Billet invité. Ouvert aux commentaires.
« C’est techniquement, économiquement et socialement inepte, irresponsable ! » (Frédéric Paul, Délégué Général de l’USH, Union Sociale pour l’Habitat, Le Monde, 22/09/2017)
« (…) la mort du logement social est programmée avec une rigueur de métronome. » (Norbert Fanchon, Président du Directoire du Groupe Gambetta, Le Monde, 20/09/2017)
« Le modèle économique et culturel du logement social est mis à mal . » (Romain Biessy, Secrétaire confédéral de la Confédération syndicale des familles) ; « ; « le gouvernement nous présente ces mesures comme une stratégie pour le logement, mais c’est une stratégie purement économique, au détriment des locataires. » (Jean-Luc Mano, Président de la CLCV), La Gazette des communes, 19/09/2017.
« Un coup de massue portée au logement social. » (Alain Cacheux, Président de la Fédération des offices publics de l’habitat, Localtis, 21/09/2017)
Vent debout, c’est le moins que l’on puisse dire des bailleurs sociaux, face à la réforme que le gouvernement entend mettre en œuvre par sa loi logement, dont la partie emblématique porte sur la baisse des APL de plusieurs dizaines d’euros par mois, uniquement dans le parc social1.
Estimé par certains à 1,4 milliards d’euros (sur la base d’une baisse de 50€/mois), sans doute plus dans le cadre du projet de loi (sur la base d’une baisse de 70€/mois), le fond comme la forme du projet sont unanimement dénoncés par les bailleurs sociaux, mais aussi, par des associations de consommateurs ou de locataires.

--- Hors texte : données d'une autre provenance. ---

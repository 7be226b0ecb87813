//! Anomaly scatter plot with least-squares regime fits.
//!
//! Test points are black squares and reference points red circles. Each
//! series gets one fit over all points when the y variable is `TAUX`, and
//! otherwise separate fits for positive and negative x anomalies.

use diags_common::{DiagsError, DiagsResult};
use plotters::prelude::{Circle, Color, EmptyElement, PathElement, Rectangle};
use serde::Serialize;
use tracing::{debug, warn};

use crate::chart::{
    chart_error, dashes, draw_chart, rgb, Chart, ChartAxes, ChartStyle, LegendCorner,
};
use crate::figure::{Figure, PageRect, BLACK};

/// Plot area in page coordinates.
pub const SCATTER_AXES: PageRect = PageRect::new(0.125, 0.11, 0.775, 0.77);

const RED: [u8; 4] = [255, 0, 0, 255];

/// Scatter marker shapes.
#[derive(Debug, Clone, Copy, PartialEq, Eq)]
pub enum Marker {
    Square,
    Circle,
}

/// One variable's anomalies for the test and reference runs.
#[derive(Debug, Clone, PartialEq)]
pub struct AnomalyPair {
    pub var: String,
    pub units: String,
    pub test: Vec<f64>,
    pub reference: Vec<f64>,
}

impl AnomalyPair {
    pub fn new(
        var: impl Into<String>,
        units: impl Into<String>,
        test: Vec<f64>,
        reference: Vec<f64>,
    ) -> Self {
        Self {
            var: var.into(),
            units: units.into(),
            test,
            reference,
        }
    }

    /// Axis label, e.g. `TS anomaly (K)`.
    pub fn axis_label(&self) -> String {
        format!("{} anomaly ({})", self.var, self.units)
    }
}

/// Titles used for the two series in the legend.
#[derive(Debug, Clone, Default, PartialEq)]
pub struct ScatterLabels {
    pub test_title: String,
    pub test_name_yrs: String,
    pub reference_title: String,
    pub ref_name_yrs: String,
}

impl ScatterLabels {
    pub fn test_label(&self) -> String {
        series_label(&self.test_title, "Test", &self.test_name_yrs)
    }

    pub fn reference_label(&self) -> String {
        series_label(&self.reference_title, "Reference", &self.ref_name_yrs)
    }
}

fn series_label(title: &str, default: &str, years: &str) -> String {
    let mut label = if title.is_empty() { default.to_string() } else { title.to_string() };
    if !years.is_empty() {
        label.push_str(" : ");
        label.push_str(years);
    }
    label
}

/// `y = intercept + slope * x`.
#[derive(Debug, Clone, Copy, PartialEq, Serialize)]
pub struct LinearFit {
    pub slope: f64,
    pub intercept: f64,
}

impl LinearFit {
    pub fn at(&self, x: f64) -> f64 {
        self.intercept + self.slope * x
    }
}

/// Ordinary least-squares line through the points.
///
/// Returns `None` for fewer than two points or when all x are equal.
pub fn linear_fit(x: &[f64], y: &[f64]) -> Option<LinearFit> {
    let n = x.len().min(y.len());
    if n < 2 {
        return None;
    }
    let mean_x = x[..n].iter().sum::<f64>() / n as f64;
    let mean_y = y[..n].iter().sum::<f64>() / n as f64;
    let (sxx, sxy) = x[..n]
        .iter()
        .zip(&y[..n])
        .fold((0.0, 0.0), |(sxx, sxy), (&xi, &yi)| {
            let dx = xi - mean_x;
            (sxx + dx * dx, sxy + dx * (yi - mean_y))
        });
    if sxx == 0.0 || !sxx.is_finite() {
        return None;
    }
    let slope = sxy / sxx;
    Some(LinearFit {
        slope,
        intercept: mean_y - slope * mean_x,
    })
}

#[derive(Debug, Clone, Copy, PartialEq, Eq, Serialize)]
pub enum Series {
    Test,
    Reference,
}

impl Series {
    fn name(self) -> &'static str {
        match self {
            Series::Test => "Test",
            Series::Reference => "Reference",
        }
    }

    fn color(self) -> [u8; 4] {
        match self {
            Series::Test => BLACK,
            Series::Reference => RED,
        }
    }

    fn marker(self) -> Marker {
        match self {
            Series::Test => Marker::Square,
            Series::Reference => Marker::Circle,
        }
    }
}

/// Which points a fit covers.
#[derive(Debug, Clone, Copy, PartialEq, Eq, Serialize)]
pub enum Regime {
    All,
    /// x > 0
    Positive,
    /// x < 0
    Negative,
}

impl Regime {
    fn prefix(self) -> &'static str {
        match self {
            Regime::All => "",
            Regime::Positive => "positive ",
            Regime::Negative => "negative ",
        }
    }

    fn selects(self, x: f64) -> bool {
        match self {
            Regime::All => true,
            Regime::Positive => x > 0.0,
            Regime::Negative => x < 0.0,
        }
    }

    /// Span the fit line is drawn over, given the series' x range.
    fn span(self, (xmin, xmax): (f64, f64)) -> (f64, f64) {
        match self {
            Regime::All => (xmin, xmax),
            Regime::Positive => (0.0, xmax),
            Regime::Negative => (xmin, 0.0),
        }
    }
}

#[derive(Debug, Clone, PartialEq, Serialize)]
pub struct FitLine {
    pub series: Series,
    pub regime: Regime,
    pub fit: LinearFit,
    pub span: (f64, f64),
    pub dashed: bool,
    pub label: String,
}

/// A regime whose line was not drawn.
#[derive(Debug, Clone, PartialEq, Serialize)]
pub struct SkippedRegime {
    pub series: Series,
    pub regime: Regime,
    pub points: usize,
}

#[derive(Debug, Clone, PartialEq, Serialize)]
pub struct ScatterSummary {
    pub fits: Vec<FitLine>,
    pub skipped: Vec<SkippedRegime>,
    pub xlim: (f64, f64),
    pub ylim: (f64, f64),
    pub xlabel: String,
    pub ylabel: String,
    pub legend: Vec<String>,
}

/// Draw the scatter of `y` against `x` with regime fits into `figure`.
pub fn plot_scatter(
    figure: &mut Figure,
    x: &AnomalyPair,
    y: &AnomalyPair,
    labels: &ScatterLabels,
) -> DiagsResult<ScatterSummary> {
    let test = paired_points(&x.test, &y.test, "test")?;
    let reference = paired_points(&x.reference, &y.reference, "reference")?;

    let regimes: &[Regime] = if y.var == "TAUX" {
        &[Regime::All]
    } else {
        &[Regime::Positive, Regime::Negative]
    };

    let mut fits = Vec::new();
    let mut skipped = Vec::new();
    for (series, points) in [(Series::Test, &test), (Series::Reference, &reference)] {
        let x_range = x_extent(points);
        for &regime in regimes {
            let (xs, ys): (Vec<f64>, Vec<f64>) =
                points.iter().filter(|(px, _)| regime.selects(*px)).copied().unzip();
            match linear_fit(&xs, &ys) {
                Some(fit) => fits.push(FitLine {
                    series,
                    regime,
                    fit,
                    span: regime.span(x_range),
                    dashed: regime == Regime::Negative,
                    label: format!(
                        "Linear fit for {}TS anomalies: {} (slope = {:.2})",
                        regime.prefix(),
                        series.name(),
                        fit.slope
                    ),
                }),
                None => {
                    warn!(
                        series = series.name(),
                        regime = ?regime,
                        points = xs.len(),
                        "Not enough spread to fit regime; skipping line"
                    );
                    skipped.push(SkippedRegime {
                        series,
                        regime,
                        points: xs.len(),
                    });
                }
            }
        }
    }

    let max_abs = |pts: &[(f64, f64)]| pts.iter().map(|(_, v)| v.abs()).fold(0.0, f64::max);
    let limit = max_abs(&test).max(max_abs(&reference)) + 1.0;
    let ylim = (-limit, limit);
    let xlim = x_limits(&test, &reference, &fits);

    let xlabel = x.axis_label();
    let ylabel = y.axis_label();
    let series_labels = [
        (Series::Test, labels.test_label()),
        (Series::Reference, labels.reference_label()),
    ];
    let axes = ChartAxes {
        xlim,
        ylim,
        xlabel: Some(xlabel.as_str()),
        ylabel: Some(ylabel.as_str()),
        legend: Some(LegendCorner::UpperLeft),
    };

    draw_chart(figure, SCATTER_AXES, &axes, |chart, style| {
        for line in &fits {
            if let Some(ends) = clip_fit(&line.fit, line.span, ylim) {
                draw_fit(chart, style, line, ends)?;
            }
        }
        for ((series, label), points) in series_labels.iter().zip([&test, &reference]) {
            draw_markers(chart, style, *series, label, points)?;
        }
        Ok(())
    })?;

    let mut legend: Vec<String> = fits.iter().map(|f| f.label.clone()).collect();
    legend.extend(series_labels.into_iter().map(|(_, label)| label));

    debug!(fits = fits.len(), skipped = skipped.len(), ?xlim, ?ylim, "Scatter layout");
    Ok(ScatterSummary {
        fits,
        skipped,
        xlim,
        ylim,
        xlabel,
        ylabel,
        legend,
    })
}

fn draw_fit<'a>(
    chart: &mut Chart<'a, 'a>,
    style: &ChartStyle,
    line: &FitLine,
    (from, to): ((f64, f64), (f64, f64)),
) -> DiagsResult<()> {
    let color = rgb(line.series.color());
    let width = style.line_px;
    let key = style.legend_key_px;
    let anno = if line.dashed {
        let anno = chart
            .draw_series(
                dashes(from, to)
                    .into_iter()
                    .map(|dash| PathElement::new(dash, color.stroke_width(width))),
            )
            .map_err(chart_error)?;
        anno.legend(move |(x, y)| {
            EmptyElement::at((x, y))
                + PathElement::new(vec![(0, 0), (key * 2 / 5, 0)], color.stroke_width(width))
                + PathElement::new(vec![(key * 3 / 5, 0), (key, 0)], color.stroke_width(width))
        })
    } else {
        let anno = chart
            .draw_series(std::iter::once(PathElement::new(
                vec![from, to],
                color.stroke_width(width),
            )))
            .map_err(chart_error)?;
        anno.legend(move |(x, y)| {
            PathElement::new(vec![(x, y), (x + key, y)], color.stroke_width(width))
        })
    };
    anno.label(line.label.as_str());
    Ok(())
}

fn draw_markers(
    chart: &mut Chart<'_, '_>,
    style: &ChartStyle,
    series: Series,
    label: &str,
    points: &[(f64, f64)],
) -> DiagsResult<()> {
    let color = rgb(series.color());
    let half = style.marker_px;
    match series.marker() {
        Marker::Square => {
            chart
                .draw_series(points.iter().map(|&p| {
                    EmptyElement::at(p)
                        + Rectangle::new([(-half, -half), (half, half)], color.filled())
                }))
                .map_err(chart_error)?
                .label(label)
                .legend(move |(x, y)| {
                    Rectangle::new([(x - half, y - half), (x + half, y + half)], color.filled())
                });
        }
        Marker::Circle => {
            chart
                .draw_series(points.iter().map(|&p| Circle::new(p, half, color.filled())))
                .map_err(chart_error)?
                .label(label)
                .legend(move |(x, y)| Circle::new((x, y), half, color.filled()));
        }
    }
    Ok(())
}

/// Part of the fit line over `span` whose y stays inside `ylim`.
fn clip_fit(
    fit: &LinearFit,
    span: (f64, f64),
    ylim: (f64, f64),
) -> Option<((f64, f64), (f64, f64))> {
    let (mut x0, mut x1) = span;
    if fit.slope != 0.0 {
        let a = (ylim.0 - fit.intercept) / fit.slope;
        let b = (ylim.1 - fit.intercept) / fit.slope;
        x0 = x0.max(a.min(b));
        x1 = x1.min(a.max(b));
    } else if !(ylim.0..=ylim.1).contains(&fit.intercept) {
        return None;
    }
    (x0 < x1).then(|| ((x0, fit.at(x0)), (x1, fit.at(x1))))
}

/// Zip x and y anomalies, dropping non-finite pairs.
fn paired_points(x: &[f64], y: &[f64], series: &str) -> DiagsResult<Vec<(f64, f64)>> {
    if x.len() != y.len() {
        return Err(DiagsError::ShapeMismatch {
            expected: vec![x.len()],
            actual: vec![y.len()],
        });
    }
    let points: Vec<(f64, f64)> = x
        .iter()
        .zip(y)
        .map(|(&a, &b)| (a, b))
        .filter(|(a, b)| a.is_finite() && b.is_finite())
        .collect();
    if points.is_empty() {
        return Err(DiagsError::invalid_parameter(
            series,
            "no finite anomaly pairs to plot",
        ));
    }
    Ok(points)
}

fn x_extent(points: &[(f64, f64)]) -> (f64, f64) {
    points
        .iter()
        .fold((f64::INFINITY, f64::NEG_INFINITY), |(lo, hi), &(x, _)| (lo.min(x), hi.max(x)))
}

/// Data extent (points and fit spans) plus a 5% margin.
fn x_limits(test: &[(f64, f64)], reference: &[(f64, f64)], fits: &[FitLine]) -> (f64, f64) {
    let (t0, t1) = x_extent(test);
    let (r0, r1) = x_extent(reference);
    let (mut lo, mut hi) = (t0.min(r0), t1.max(r1));
    for line in fits {
        lo = lo.min(line.span.0);
        hi = hi.max(line.span.1);
    }
    let margin = (hi - lo) * 0.05;
    (lo - margin, hi + margin)
}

On pourrait voir dans cette levée de boucliers unanimiste un réflexe corporatiste d’acteurs qui souhaiteraient se prémunir d’interventions par trop envahissantes de l’État dans un champ que pourtant celui-ci réglemente, afin de protéger leurs solides réserves (estimées à 8 milliards d’euros) des visées financières court-termistes. On pourrait rappeler les critiques récurrentes quant à ces bailleurs sociaux sur leur gestion opaque, leurs coûts élevés de gestion, les modalités d’attribution des logements et même les multiples affaires politico-financière qui ont émaillé ces dernières décennies, afin de mettre en perspective ces réactions.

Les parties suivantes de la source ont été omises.